##### Records supplied #####
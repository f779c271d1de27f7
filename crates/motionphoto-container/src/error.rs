//! Error types for motionphoto-container.

use std::fmt;
use std::io;
use thiserror::Error;

/// Result type for motionphoto-container operations.
pub type Result<T> = std::result::Result<T, Error>;

/// Broad classification of a failure, shared by every crate in the workspace.
#[derive(Debug, Clone, Copy, PartialEq, Eq, Hash)]
#[cfg_attr(feature = "serialize", derive(serde::Serialize, serde::Deserialize))]
#[cfg_attr(feature = "serialize", serde(rename_all = "snake_case"))]
pub enum ErrorKind {
    /// Missing file, wrong magic bytes, bad filename.
    InvalidInput,
    /// Frame extractor or metadata service unavailable, failed or timed out.
    ExternalToolFailure,
    /// Malformed segment, missing or invalid XMP directory, oversized XMP.
    FormatViolation,
    /// Declared lengths disagree with the data, or sizing did not converge.
    Inconsistency,
    /// Read/write/disk errors.
    IoFailure,
}

impl ErrorKind {
    pub fn as_str(&self) -> &'static str {
        match self {
            ErrorKind::InvalidInput => "invalid input",
            ErrorKind::ExternalToolFailure => "external tool failure",
            ErrorKind::FormatViolation => "format violation",
            ErrorKind::Inconsistency => "inconsistency",
            ErrorKind::IoFailure => "I/O failure",
        }
    }
}

impl fmt::Display for ErrorKind {
    fn fmt(&self, f: &mut fmt::Formatter<'_>) -> fmt::Result {
        f.write_str(self.as_str())
    }
}

/// Error type for motionphoto-container operations.
#[derive(Debug, Error)]
pub enum Error {
    /// I/O error occurred.
    #[error("I/O error: {0}")]
    Io(#[from] io::Error),

    /// Input that is not what the caller promised (e.g. an empty video).
    #[error("Invalid input: {0}")]
    InvalidInput(String),

    /// Malformed JPEG or XMP structure.
    #[error("Format violation{}: {message}", offset.map(|o| format!(" at offset {o}")).unwrap_or_default())]
    FormatViolation {
        offset: Option<usize>,
        message: String,
    },

    /// Declared structure disagrees with the actual bytes.
    #[error("Inconsistency: {0}")]
    Inconsistency(String),

    /// Buffer too small for operation.
    #[error("Buffer underflow at offset {offset}: need {need} bytes, have {have}")]
    BufferUnderflow {
        offset: usize,
        need: usize,
        have: usize,
    },
}

impl Error {
    /// Create a format violation without a known offset.
    pub fn format_violation(msg: impl Into<String>) -> Self {
        Self::FormatViolation {
            offset: None,
            message: msg.into(),
        }
    }

    /// Create a format violation at a byte offset.
    pub fn format_violation_at(offset: usize, msg: impl Into<String>) -> Self {
        Self::FormatViolation {
            offset: Some(offset),
            message: msg.into(),
        }
    }

    /// Create an inconsistency error.
    pub fn inconsistency(msg: impl Into<String>) -> Self {
        Self::Inconsistency(msg.into())
    }

    /// Create an invalid input error.
    pub fn invalid_input(msg: impl Into<String>) -> Self {
        Self::InvalidInput(msg.into())
    }

    pub fn kind(&self) -> ErrorKind {
        match self {
            Error::Io(_) => ErrorKind::IoFailure,
            Error::InvalidInput(_) => ErrorKind::InvalidInput,
            Error::FormatViolation { .. } | Error::BufferUnderflow { .. } => {
                ErrorKind::FormatViolation
            }
            Error::Inconsistency(_) => ErrorKind::Inconsistency,
        }
    }
}

#[cfg(test)]
mod tests {
    use super::*;

    #[test]
    fn test_format_violation_display_includes_offset() {
        let err = Error::format_violation_at(42, "segment length runs past end");
        assert_eq!(
            err.to_string(),
            "Format violation at offset 42: segment length runs past end"
        );
        assert_eq!(err.kind(), ErrorKind::FormatViolation);
    }

    #[test]
    fn test_format_violation_display_without_offset() {
        let err = Error::format_violation("no container directory");
        assert_eq!(err.to_string(), "Format violation: no container directory");
    }

    #[test]
    fn test_kinds() {
        assert_eq!(Error::inconsistency("x").kind(), ErrorKind::Inconsistency);
        assert_eq!(Error::invalid_input("x").kind(), ErrorKind::InvalidInput);
        let io = Error::from(io::Error::new(io::ErrorKind::Other, "disk"));
        assert_eq!(io.kind(), ErrorKind::IoFailure);
    }
}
#####
◆ Instructions for the task ◆
Match on "feature" and copy out every line of the entries that contains it.

◆ Answer space ◆
#[cfg_attr(feature = "serialize", derive(serde::Serialize, serde::Deserialize))]
#[cfg_attr(feature = "serialize", serde(rename_all = "snake_case"))]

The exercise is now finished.